Make the starter by mixing together the flour, sugar and yeast, then pour over room temperature or slightly warm plant milk and work with a fork until all is well combined. Cover the yeast mix, and place in a warm place until it triples its size (it will take around 1:30h at ideally 26°C).
Meanwhile place the vegan butter block at room temperature.
Once the yeast mix has risen it is time to start adding the ingredients of the first dough. Add first the sugar, then room temperature or slightly warm plant milk, and finally the flour. Work the dough for a few minutes until the ingredients come nicely together (you can also use a dough mixer if that's easier or you're making more batches). Add the butter and work the dough until it is evenly incorporated, then cover again and put it back for the second proof until it doubles its size (1:30-2 hours, depending on house temperature).
Dissolve some turmeric or yellow food coloring into the plant milk (I add a pinch of coloring until the milk turns bright golden). As per the first dough, work the remaining ingredients into the dough starting from the sugar, then the milk, the salt, the zests and vanilla, and finally the flour, until the mixture no longer sticks to the sides of the bowl. Cover again and proof for 2-3 hours.
For the lamination step roll the risen dough into a rectangle shape onto a lightly floured surface. Spread the plant butter on the central portion of the dough and fold each side over half of the buttered portion. Now fold the upper and lower sides, one onto the other, wrap with film and place in the fridge for half an hour.
After 30 minutes roll the folded dough again and repeat the folds. Place back into the fridge for 15 minutes.

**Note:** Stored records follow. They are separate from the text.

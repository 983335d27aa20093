//! Grammar trait: the seam between the walker and a concrete tree-sitter
//! dialect.

use lexigraph_core::Classification;

/// Trait for per-language grammar support.
///
/// Each language implements this trait to supply its tree-sitter grammar
/// and the classification table mapping that grammar's construct names into
/// the shared taxonomy.
pub trait Grammar: Send + Sync {
    /// Human-readable language name (e.g. "python").
    fn name(&self) -> &str;

    /// Dialect tag stamped into every emitted `kind.namespace`. Two
    /// incompatible grammar revisions of the same language must use
    /// different namespaces.
    fn namespace(&self) -> &'static str;

    /// File extensions this grammar handles (e.g. `&["py"]`).
    fn extensions(&self) -> &[&str];

    /// The tree-sitter Language for configuring the parser.
    fn language(&self) -> tree_sitter::Language;

    /// Classify a normalized construct name into the shared taxonomy.
    ///
    /// Must never fail: unknown constructs fall back to the unclassified
    /// entry so grammar additions degrade gracefully instead of aborting
    /// a run.
    fn classify(&self, kind_name: &str) -> Classification;
}
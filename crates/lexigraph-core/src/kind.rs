//! The shared node taxonomy: coarse `CommonKind` categories, the
//! `(namespace, kind, orderable)` wire triple, and kind-name normalization.

use serde::{Deserialize, Serialize};

/// Coarse structural category shared across source-language dialects.
#[derive(Debug, Clone, Copy, PartialEq, Eq, Hash, Serialize, Deserialize)]
#[serde(rename_all = "lowercase")]
pub enum CommonKind {
    /// Synthetic root for a whole-project run.
    Project,
    /// A directory containing at least one eligible file.
    Dir,
    /// One source file.
    File,
    /// A module root inside a file.
    Mod,
    /// A statement construct.
    Stmt,
    /// An expression construct.
    Expr,
    /// Fallback for constructs the classification table doesn't know.
    Unclassified,
}

impl std::fmt::Display for CommonKind {
    fn fmt(&self, f: &mut std::fmt::Formatter<'_>) -> std::fmt::Result {
        match self {
            Self::Project => write!(f, "project"),
            Self::Dir => write!(f, "dir"),
            Self::File => write!(f, "file"),
            Self::Mod => write!(f, "mod"),
            Self::Stmt => write!(f, "stmt"),
            Self::Expr => write!(f, "expr"),
            Self::Unclassified => write!(f, "unclassified"),
        }
    }
}

/// The fine-grained classification stamped onto every node.
///
/// `namespace` names the syntax-tree dialect in use (two incompatible
/// grammar revisions of the same language get different namespaces);
/// `kind` is the normalized construct tag; `orderable` states whether
/// sibling order at this node is semantically significant.
#[derive(Debug, Clone, PartialEq, Eq, Serialize, Deserialize)]
pub struct Kind {
    pub namespace: String,
    pub kind: String,
    pub orderable: bool,
}

impl Kind {
    pub fn new(namespace: &str, kind: impl Into<String>, orderable: bool) -> Self {
        Self {
            namespace: namespace.to_string(),
            kind: kind.into(),
            orderable,
        }
    }
}

/// What a grammar's classification table says about one construct.
#[derive(Debug, Clone, Copy, PartialEq, Eq)]
pub struct Classification {
    pub common_kind: CommonKind,
    pub orderable: bool,
}

impl Classification {
    pub const fn new(common_kind: CommonKind, orderable: bool) -> Self {
        Self {
            common_kind,
            orderable,
        }
    }
}

/// Normalize a concrete constructor name to the canonical
/// lowercase-with-underscores tag used in emitted `kind.kind` fields.
///
/// Grammar node names that are already snake_case pass through unchanged;
/// CamelCase spellings (e.g. an internal `FunctionDef` tag) gain an
/// underscore at each word boundary.
pub fn normalize_kind_name(raw: &str) -> String {
    let chars: Vec<char> = raw.chars().collect();
    let mut out = String::with_capacity(raw.len() + 4);

    for (i, &c) in chars.iter().enumerate() {
        if c.is_ascii_uppercase() {
            let after_lower = i > 0 && (chars[i - 1].is_ascii_lowercase() || chars[i - 1].is_ascii_digit());
            let before_lower = i + 1 < chars.len() && chars[i + 1].is_ascii_lowercase();
            let after_upper = i > 0 && chars[i - 1].is_ascii_uppercase();
            if after_lower || (after_upper && before_lower) {
                out.push('_');
            }
            out.push(c.to_ascii_lowercase());
        } else {
            out.push(c);
        }
    }

    out
}
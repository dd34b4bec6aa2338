//! # LayerKV Testkit
//!
//! Test utilities for LayerKV.
//!
//! This crate provides:
//! - Test fixtures and store helpers
//! - Property-based test generators using proptest
//! - A naive full-copy reference model for differential testing
//!
//! ## Usage
//!
//! ```rust
//! use layerkv_testkit::prelude::*;
//!
//! let store = store_with_entries([("k", "v")]);
//! assert_eq!(store.get("k"), Some("v"));
//! ```

#![deny(unsafe_code)]
#![warn(missing_docs)]

pub mod fixtures;
pub mod generators;
pub mod model;

/// Prelude module for convenient imports
pub mod prelude {
    pub use crate::fixtures::*;
    pub use crate::generators::*;
    pub use crate::model::*;
}

pub use fixtures::*;
pub use generators::*;
pub use model::*;
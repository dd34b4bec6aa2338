//! Test fixtures and store helpers.

use layerkv_core::TransactionalStore;

/// Creates a store pre-populated with the given committed entries.
pub fn store_with_entries<K, V>(entries: impl IntoIterator<Item = (K, V)>) -> TransactionalStore
where
    K: Into<String>,
    V: Into<String>,
{
    let mut store = TransactionalStore::new();
    for (key, value) in entries {
        store.set(key, value);
    }
    store
}

/// Creates a store with `depth` empty transactions already open.
pub fn store_at_depth(depth: usize) -> TransactionalStore {
    let mut store = TransactionalStore::new();
    for _ in 0..depth {
        store.begin();
    }
    store
}
//! Transaction layers.
//!
//! A layer holds the uncommitted deltas of exactly one `begin`. Each key maps
//! to a tagged entry so a deletion recorded inside the transaction is
//! distinguishable from a key the transaction never touched.

use std::collections::HashMap;

/// A pending write recorded in a transaction layer.
#[derive(Debug, Clone, PartialEq, Eq)]
pub enum LayerEntry {
    /// The key was set to this value within the transaction.
    Set(String),
    /// The key was deleted within the transaction.
    ///
    /// A `Deleted` entry shadows any value in lower layers or the base
    /// store; it is not the same as the key being absent from the layer.
    Deleted,
}

/// The uncommitted deltas of one open transaction.
///
/// Layers are owned exclusively by the store's transaction stack. A layer is
/// created empty by `begin` and destroyed as a unit by the matching `commit`
/// or `rollback`.
#[derive(Debug, Clone, Default)]
pub struct TransactionLayer {
    entries: HashMap<String, LayerEntry>,
}

impl TransactionLayer {
    /// Creates a new empty layer.
    #[must_use]
    pub fn new() -> Self {
        Self::default()
    }

    /// Records a set, overwriting any prior entry for the key, including a
    /// prior `Deleted` marker.
    pub fn set(&mut self, key: impl Into<String>, value: impl Into<String>) {
        self.entries.insert(key.into(), LayerEntry::Set(value.into()));
    }

    /// Records a deletion, overwriting any prior entry for the key.
    pub fn mark_deleted(&mut self, key: impl Into<String>) {
        self.entries.insert(key.into(), LayerEntry::Deleted);
    }

    /// Looks up the entry for a key, if this layer touched it.
    #[must_use]
    pub fn entry(&self, key: &str) -> Option<&LayerEntry> {
        self.entries.get(key)
    }

    /// Absorbs a child layer's entries, overwriting matching keys.
    ///
    /// Both `Set` and `Deleted` markers propagate unchanged so this layer
    /// retains what the child intended even for keys it never touched
    /// itself. Cost is proportional to the child's entry count.
    pub fn absorb(&mut self, child: TransactionLayer) {
        for (key, entry) in child.entries {
            self.entries.insert(key, entry);
        }
    }

    /// Consumes the layer, yielding its entries for application elsewhere.
    pub fn into_entries(self) -> impl Iterator<Item = (String, LayerEntry)> {
        self.entries.into_iter()
    }

    /// Returns the number of keys this layer has touched.
    #[must_use]
    pub fn len(&self) -> usize {
        self.entries.len()
    }

    /// Checks whether the layer has touched any key.
    #[must_use]
    pub fn is_empty(&self) -> bool {
        self.entries.is_empty()
    }
}
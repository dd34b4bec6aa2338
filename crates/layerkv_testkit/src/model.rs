//! A naive reference model for differential testing.
//!
//! [`NaiveStore`] implements the same observable contract as
//! `layerkv_core::TransactionalStore` with the opposite strategy: every
//! `begin` clones the entire visible state instead of tracking deltas.
//! Correct but O(keys) per begin, which is exactly why it makes a good
//! oracle — the two implementations share no mechanism.

use layerkv_core::{StoreError, StoreResult};
use std::collections::HashMap;

/// A snapshot-per-begin transactional store.
///
/// `snapshots[0]` is the committed state and always present; each open
/// transaction is a full copy of the state it started from, stacked on top.
/// The top snapshot is the current visible view, so reads and writes are
/// plain map operations on it.
#[derive(Debug, Clone)]
pub struct NaiveStore {
    snapshots: Vec<HashMap<String, String>>,
}

impl NaiveStore {
    /// Creates a new empty store.
    #[must_use]
    pub fn new() -> Self {
        Self {
            snapshots: vec![HashMap::new()],
        }
    }

    fn top(&self) -> &HashMap<String, String> {
        self.snapshots.last().expect("committed snapshot always present")
    }

    fn top_mut(&mut self) -> &mut HashMap<String, String> {
        self.snapshots.last_mut().expect("committed snapshot always present")
    }

    /// Opens a new transaction by copying the current visible state.
    pub fn begin(&mut self) {
        let copy = self.top().clone();
        self.snapshots.push(copy);
    }

    /// Sets a key in the current view.
    pub fn set(&mut self, key: impl Into<String>, value: impl Into<String>) {
        self.top_mut().insert(key.into(), value.into());
    }

    /// Looks up a key in the current view.
    #[must_use]
    pub fn get(&self, key: &str) -> Option<&str> {
        self.top().get(key).map(String::as_str)
    }

    /// Deletes a key from the current view, returning prior visibility.
    pub fn delete(&mut self, key: &str) -> bool {
        self.top_mut().remove(key).is_some()
    }

    /// Commits the innermost transaction: its full view replaces the state
    /// it started from.
    pub fn commit(&mut self) -> StoreResult<()> {
        if self.snapshots.len() == 1 {
            return Err(StoreError::NoActiveTransaction);
        }
        let view = self.snapshots.pop().expect("checked above");
        *self.top_mut() = view;
        Ok(())
    }

    /// Rolls back the innermost transaction by dropping its view.
    pub fn rollback(&mut self) -> StoreResult<()> {
        if self.snapshots.len() == 1 {
            return Err(StoreError::NoActiveTransaction);
        }
        self.snapshots.pop();
        Ok(())
    }

    /// Returns the current transaction nesting depth.
    #[must_use]
    pub fn depth(&self) -> usize {
        self.snapshots.len() - 1
    }
}

impl Default for NaiveStore {
    fn default() -> Self {
        Self::new()
    }
}

#[cfg(test)]
mod tests {
    use super::*;

    #[test]
    fn naive_set_get_delete() {
        let mut store = NaiveStore::new();
        store.set("k", "v");
        assert_eq!(store.get("k"), Some("v"));
        assert!(store.delete("k"));
        assert_eq!(store.get("k"), None);
        assert!(!store.delete("k"));
    }

    #[test]
    fn naive_nested_commit_and_rollback() {
        let mut store = NaiveStore::new();
        store.set("k", "base");

        store.begin();
        store.set("k", "outer");
        store.begin();
        store.delete("k");
        assert_eq!(store.get("k"), None);

        store.rollback().unwrap();
        assert_eq!(store.get("k"), Some("outer"));

        store.commit().unwrap();
        assert_eq!(store.get("k"), Some("outer"));
        assert_eq!(store.depth(), 0);
    }

    #[test]
    fn naive_close_without_begin_fails() {
        let mut store = NaiveStore::new();
        assert_eq!(store.commit(), Err(StoreError::NoActiveTransaction));
        assert_eq!(store.rollback(), Err(StoreError::NoActiveTransaction));
    }
}
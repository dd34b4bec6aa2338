//! Interactive session over a transactional store.
//!
//! Parses one command per line and renders one response per command:
//!
//! ```text
//! BEGIN               -> OK
//! SET <key> <value>   -> OK
//! GET <key>           -> <value> | NULL
//! DELETE <key>        -> true | false
//! COMMIT              -> OK | ERROR: no active transaction
//! ROLLBACK            -> OK | ERROR: no active transaction
//! ```
//!
//! Keywords are case-insensitive. The value of `SET` is the remainder of
//! the line, so values may contain spaces.

use layerkv_core::TransactionalStore;
use tracing::debug;

/// A parsed session command.
#[derive(Debug, Clone, PartialEq, Eq)]
pub enum Command {
    /// Open a new transaction.
    Begin,
    /// Set a key to a value.
    Set(String, String),
    /// Look up a key.
    Get(String),
    /// Delete a key.
    Delete(String),
    /// Commit the innermost transaction.
    Commit,
    /// Roll back the innermost transaction.
    Rollback,
    /// End the session.
    Exit,
}

impl Command {
    /// Parses a single input line.
    ///
    /// Returns `Ok(None)` for blank lines and `#` comments, `Err` with a
    /// message for malformed input.
    pub fn parse(line: &str) -> Result<Option<Self>, String> {
        let line = line.trim();
        if line.is_empty() || line.starts_with('#') {
            return Ok(None);
        }

        let mut parts = line.splitn(2, char::is_whitespace);
        let keyword = parts.next().unwrap_or("");
        let rest = parts.next().map(str::trim).unwrap_or("");

        let command = match keyword.to_ascii_uppercase().as_str() {
            "BEGIN" => Self::expect_no_args(Self::Begin, "BEGIN", rest)?,
            "COMMIT" => Self::expect_no_args(Self::Commit, "COMMIT", rest)?,
            "ROLLBACK" => Self::expect_no_args(Self::Rollback, "ROLLBACK", rest)?,
            "EXIT" | "QUIT" => Self::expect_no_args(Self::Exit, keyword, rest)?,
            "GET" => Self::Get(Self::expect_key("GET", rest)?),
            "DELETE" => Self::Delete(Self::expect_key("DELETE", rest)?),
            "SET" => {
                let mut args = rest.splitn(2, char::is_whitespace);
                let key = args.next().filter(|k| !k.is_empty());
                let value = args.next().map(str::trim);
                match (key, value) {
                    (Some(key), Some(value)) if !value.is_empty() => {
                        Self::Set(key.to_string(), value.to_string())
                    }
                    _ => return Err("SET expects a key and a value".to_string()),
                }
            }
            other => return Err(format!("unknown command: {other}")),
        };

        Ok(Some(command))
    }

    fn expect_no_args(command: Self, keyword: &str, rest: &str) -> Result<Self, String> {
        if rest.is_empty() {
            Ok(command)
        } else {
            Err(format!("{keyword} takes no arguments"))
        }
    }

    fn expect_key(keyword: &str, rest: &str) -> Result<String, String> {
        if rest.is_empty() || rest.contains(char::is_whitespace) {
            Err(format!("{keyword} expects exactly one key"))
        } else {
            Ok(rest.to_string())
        }
    }
}

/// Outcome of evaluating one input line.
#[derive(Debug, Clone, PartialEq, Eq)]
pub enum Response {
    /// A response line to print.
    Line(String),
    /// Nothing to print (blank line or comment).
    Silent,
    /// The session should end.
    Exit,
}

/// A command session owning one store.
#[derive(Debug, Default)]
pub struct Session {
    store: TransactionalStore,
}

impl Session {
    /// Creates a session with an empty store.
    #[must_use]
    pub fn new() -> Self {
        Self::default()
    }

    /// Evaluates one input line against the store.
    ///
    /// Malformed lines produce an `ERROR: ...` response; the session and
    /// its store remain usable.
    pub fn eval(&mut self, line: &str) -> Response {
        let command = match Command::parse(line) {
            Ok(Some(command)) => command,
            Ok(None) => return Response::Silent,
            Err(message) => return Response::Line(format!("ERROR: {message}")),
        };
        debug!(?command, depth = self.store.depth(), "evaluating");

        match command {
            Command::Begin => {
                self.store.begin();
                Response::Line("OK".to_string())
            }
            Command::Set(key, value) => {
                self.store.set(key, value);
                Response::Line("OK".to_string())
            }
            Command::Get(key) => match self.store.get(&key) {
                Some(value) => Response::Line(value.to_string()),
                None => Response::Line("NULL".to_string()),
            },
            Command::Delete(key) => {
                let existed = self.store.delete(&key);
                Response::Line(existed.to_string())
            }
            Command::Commit => match self.store.commit() {
                Ok(()) => Response::Line("OK".to_string()),
                Err(err) => Response::Line(format!("ERROR: {err}")),
            },
            Command::Rollback => match self.store.rollback() {
                Ok(()) => Response::Line("OK".to_string()),
                Err(err) => Response::Line(format!("ERROR: {err}")),
            },
            Command::Exit => Response::Exit,
        }
    }
}

#[cfg(test)]
mod tests {
    use super::*;

    fn line(session: &mut Session, input: &str) -> String {
        match session.eval(input) {
            Response::Line(text) => text,
            other => panic!("expected a response line for {input:?}, got {other:?}"),
        }
    }

    #[test]
    fn parse_is_case_insensitive() {
        assert_eq!(Command::parse("begin").unwrap(), Some(Command::Begin));
        assert_eq!(
            Command::parse("get counter").unwrap(),
            Some(Command::Get("counter".into()))
        );
    }

    #[test]
    fn parse_skips_blanks_and_comments() {
        assert_eq!(Command::parse("").unwrap(), None);
        assert_eq!(Command::parse("   ").unwrap(), None);
        assert_eq!(Command::parse("# comment").unwrap(), None);
    }

    #[test]
    fn parse_set_keeps_spaces_in_value() {
        assert_eq!(
            Command::parse("SET greeting hello world").unwrap(),
            Some(Command::Set("greeting".into(), "hello world".into()))
        );
    }

    #[test]
    fn parse_rejects_malformed_lines() {
        assert!(Command::parse("SET onlykey").is_err());
        assert!(Command::parse("GET").is_err());
        assert!(Command::parse("GET two keys").is_err());
        assert!(Command::parse("COMMIT now").is_err());
        assert!(Command::parse("FROBNICATE").is_err());
    }

    #[test]
    fn session_basic_flow() {
        let mut session = Session::new();
        assert_eq!(line(&mut session, "SET k v"), "OK");
        assert_eq!(line(&mut session, "GET k"), "v");
        assert_eq!(line(&mut session, "DELETE k"), "true");
        assert_eq!(line(&mut session, "GET k"), "NULL");
        assert_eq!(line(&mut session, "DELETE k"), "false");
    }

    #[test]
    fn session_transaction_flow() {
        let mut session = Session::new();
        assert_eq!(line(&mut session, "SET k committed"), "OK");
        assert_eq!(line(&mut session, "BEGIN"), "OK");
        assert_eq!(line(&mut session, "SET k pending"), "OK");
        assert_eq!(line(&mut session, "GET k"), "pending");
        assert_eq!(line(&mut session, "ROLLBACK"), "OK");
        assert_eq!(line(&mut session, "GET k"), "committed");
    }

    #[test]
    fn session_reports_close_without_transaction() {
        let mut session = Session::new();
        assert_eq!(
            line(&mut session, "COMMIT"),
            "ERROR: no active transaction"
        );
        assert_eq!(
            line(&mut session, "ROLLBACK"),
            "ERROR: no active transaction"
        );
    }

    #[test]
    fn session_survives_malformed_input() {
        let mut session = Session::new();
        assert_eq!(
            line(&mut session, "SET missing-value"),
            "ERROR: SET expects a key and a value"
        );
        assert_eq!(line(&mut session, "SET k v"), "OK");
        assert_eq!(line(&mut session, "GET k"), "v");
    }

    #[test]
    fn session_exit() {
        let mut session = Session::new();
        assert_eq!(session.eval("EXIT"), Response::Exit);
        assert_eq!(session.eval("quit"), Response::Exit);
    }

    #[test]
    fn session_blank_lines_are_silent() {
        let mut session = Session::new();
        assert_eq!(session.eval(""), Response::Silent);
        assert_eq!(session.eval("# setup"), Response::Silent);
    }
}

Repeat the folding (step 6) 2 more times, then shape the dough into a ball.
Generously butter the pandoro mould and sprinkle it with some flour. This will prevent the pandoro sticking to the mold.
Carefully place the dough in the mold with the smoother side of the ball down. Cover with plastic film and a table cloth and allow to rest in the fridge overnight.
The morning after remove from the fridge and leave in a warm environment to rise for 6-7 hours, or until the dough reaches the top of the mold (once again, the recommended temperature is 26°C. The oven with the light switched on works perfectly).
Preheat the oven at 180°C and bake the pandoro for 20 minutes. After the first 10 minutes cover it with a foil sheet to prevent the bottom from burning. Lower the oven heat to 160° and cook for another 50 minutes.
Allow the pandoro to cool down completely at room temperature before removing it from the mold.
Before serving, sprinkle the Pandoro with abundant icing sugar.